Cuando llegué al final de mi autopista, a mi exilio, una arquitectura infame, una mazmorra de hormigón me acogió. A la sala donde nos reuníamos se le acababa la pared y asomaba una torre de legajos y un poco más allá otra torre con más legajos. Comenzó a llover sobre el tejado y entonces miré hacia el techo y contemplé que se mostraba desnudo con algunas claraboyas como parches de luz. De puro horrible el sitio me empezó a fascinar, era borgiano, absurdo, una arquitectura salvaje, descontrolada, sin licencia, obra de un perturbado. Luego miré en derredor y comprobé que todos los claustros del mundo son iguales, que todas las personas del mundo estamos repetidas y toda esa gente a la que jamás había visto me parecían personas conocidas. ¿Dónde queda el muchacho al que todo lo nuevo impresionaba?¿El muchacho que al pasar por los lugares sufría pensando en el anonimato de cada ser viviente?

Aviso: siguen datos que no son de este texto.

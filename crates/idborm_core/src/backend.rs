//! The backend facade exposed to the ORM layer.

use crate::config::BackendConfig;
use crate::connection::ConnectionManager;
use crate::error::{BackendError, BackendResult};
use crate::schema::{EntitySchema, SchemaRegistry};
use crate::schema_editor::SchemaEditor;
use crate::transaction::Transaction;
use idborm_storage::{StoreFactory, TransactionMode};
use std::sync::Arc;
use tracing::info;

/// ORM storage backend over a versioned object store.
///
/// Clones share the same connection, schema registry and upgrade queue.
///
/// # Example
///
/// ```rust
/// use idborm_codec::Record;
/// use idborm_core::{Backend, BackendConfig, QueryState};
/// use idborm_storage::InMemoryFactory;
/// use std::sync::Arc;
///
/// # tokio::runtime::Builder::new_current_thread().build().unwrap().block_on(async {
/// let backend = Backend::new(BackendConfig::new("app"), Arc::new(InMemoryFactory::new()));
/// backend.connect().await.unwrap();
///
/// let post = backend.insert("posts", Record::new().with("title", "A")).await.unwrap();
/// assert!(post.id().is_some());
///
/// let all = backend.execute(&QueryState::new("posts")).await.unwrap();
/// assert_eq!(all.len(), 1);
/// # });
/// ```
#[derive(Clone)]
pub struct Backend {
    connection: Arc<ConnectionManager>,
    registry: Arc<SchemaRegistry>,
}

impl Backend {
    /// Creates a backend. Nothing is opened until [`Backend::connect`].
    pub fn new(config: BackendConfig, factory: Arc<dyn StoreFactory>) -> Self {
        Self {
            connection: Arc::new(ConnectionManager::new(config, factory)),
            registry: Arc::new(SchemaRegistry::default()),
        }
    }

    /// Returns the configuration.
    pub fn config(&self) -> &BackendConfig {
        self.connection.config()
    }

    /// Returns the connection manager.
    pub fn connection(&self) -> &ConnectionManager {
        &self.connection
    }

    pub(crate) fn registry(&self) -> &SchemaRegistry {
        &self.registry
    }

    /// Registers the unique fields and relations of an entity.
    pub fn register_entity(&self, schema: EntitySchema) {
        self.registry.register(schema);
    }

    /// Returns the registered schema of an entity.
    pub fn entity_schema(&self, name: &str) -> Option<EntitySchema> {
        self.registry.get(name)
    }

    /// Opens the database. Does nothing if already connected.
    pub async fn connect(&self) -> BackendResult<()> {
        self.connection.connect().await
    }

    /// Closes the database.
    pub async fn disconnect(&self) {
        self.connection.disconnect().await;
    }

    /// Returns true while connected.
    pub async fn is_connected(&self) -> bool {
        self.connection.is_connected().await
    }

    /// Returns true if the collection exists.
    pub async fn table_exists(&self, name: &str) -> BackendResult<bool> {
        let session = self.connection.session().await?;
        Ok(session.has_collection(name))
    }

    /// Removes every record of a collection. Unknown collections are left
    /// alone.
    pub async fn clear_collection(&self, name: &str) -> BackendResult<()> {
        let session = self.connection.session().await?;
        if !session.has_collection(name) {
            return Ok(());
        }
        let mut tx = session.transaction(&[name.to_string()], TransactionMode::ReadWrite)?;
        tx.clear(name).await?;
        tx.commit().await?;
        info!(collection = %name, "collection cleared");
        Ok(())
    }

    /// Disconnects and deletes the whole database.
    ///
    /// # Errors
    ///
    /// Fails with the native blocked error while other connections to the
    /// database are open.
    pub async fn delete_database(&self) -> BackendResult<()> {
        self.connection.disconnect().await;
        let name = &self.config().name;
        self.connection.factory().delete_database(name).await?;
        info!(database = %name, "database deleted");
        Ok(())
    }

    /// Raw queries are not supported: there is no query language at this
    /// layer.
    pub async fn execute_raw(&self, _query: &str) -> BackendResult<Vec<idborm_codec::Record>> {
        Err(BackendError::unsupported("execute_raw"))
    }

    /// Returns an editor for deferred schema changes.
    pub fn get_schema_editor(&self) -> SchemaEditor {
        SchemaEditor::new(Arc::clone(&self.connection))
    }

    /// Starts a transaction wrapper bound to the live connection.
    pub async fn begin_transaction(&self) -> BackendResult<Transaction> {
        if !self.connection.is_connected().await {
            return Err(BackendError::NotConnected);
        }
        Ok(Transaction::new(Arc::clone(&self.connection)))
    }
}
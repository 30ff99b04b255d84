//! # idborm Codec
//!
//! Dynamic values and schema-less records for idborm.
//!
//! Object stores keep arbitrary field bags per record, so the backend works
//! with a generic ordered map of field name to tagged [`Value`] instead of
//! fixed structs. This lets filtering, ordering, aggregation and uniqueness
//! validation operate uniformly across every entity type.
//!
//! ## Usage
//!
//! ```
//! use idborm_codec::{Record, Value};
//! use serde_json::json;
//!
//! let record = Record::from_json(json!({"title": "A", "views": 3})).unwrap();
//! assert_eq!(record.get("views"), Some(&Value::Integer(3)));
//! assert!(record.id().is_none());
//! ```

#![deny(unsafe_code)]
#![warn(missing_docs)]

mod error;
mod json;
mod record;
mod value;

pub use error::{CodecError, CodecResult};
pub use record::{Record, PRIMARY_KEY};
pub use value::Value;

Bajamos a otra mazmorra aun más deprimente y allí quedé encargado de enseñar a hacer arte el próximo curso, todo un lujo en las cloacas. Torpemente, con poco fruto, expliqué que mis prioridades eran sentimentales y no profesionales, que aún tenía el calor de mi bebé en los brazos y que no volvería por allí hasta que fuera estrictamente obligatorio.
*Fotografía Juan Carlos Carbajo
5 Comments:
uno de los ideales del romanticismo era ese amor a la naturaleza.
todavía eres un discípulo de Larra, no lo puedes remediar; hasta ese crespúsculo de la fotografía revela más de ti que lo que dicen tus palabras.
Los centros de enseñanza parecen diseñados por arquitectos penitenciarios, y las nuevas cárceles por ingenieros de la vida al aire libre (aunque sea en falaz apariencia ).
Que tu espíritu romántico no se altere por el "pajaricidio". Es la selección natural. (figurate si fuese un "liebricidio").
Ventaja del destierro: ¿la autopista que viene y va te inspirará otra "nivola"? (intentemos buscarle algo positivo a toda circunstancia, que para ahorcarse con su amargura ya tenemos al Espiritu de Haro)
para cuando tu cuaderno de viajes en la autovía???
tu tristeza demodé me preocupa
dónde está diógenes?
Comento desde el futuro: así me gusta más.
Tu mal, querido Bruno, es romanticismo, del peor -del decimonónico-, pero también del más verdadero. No se cura.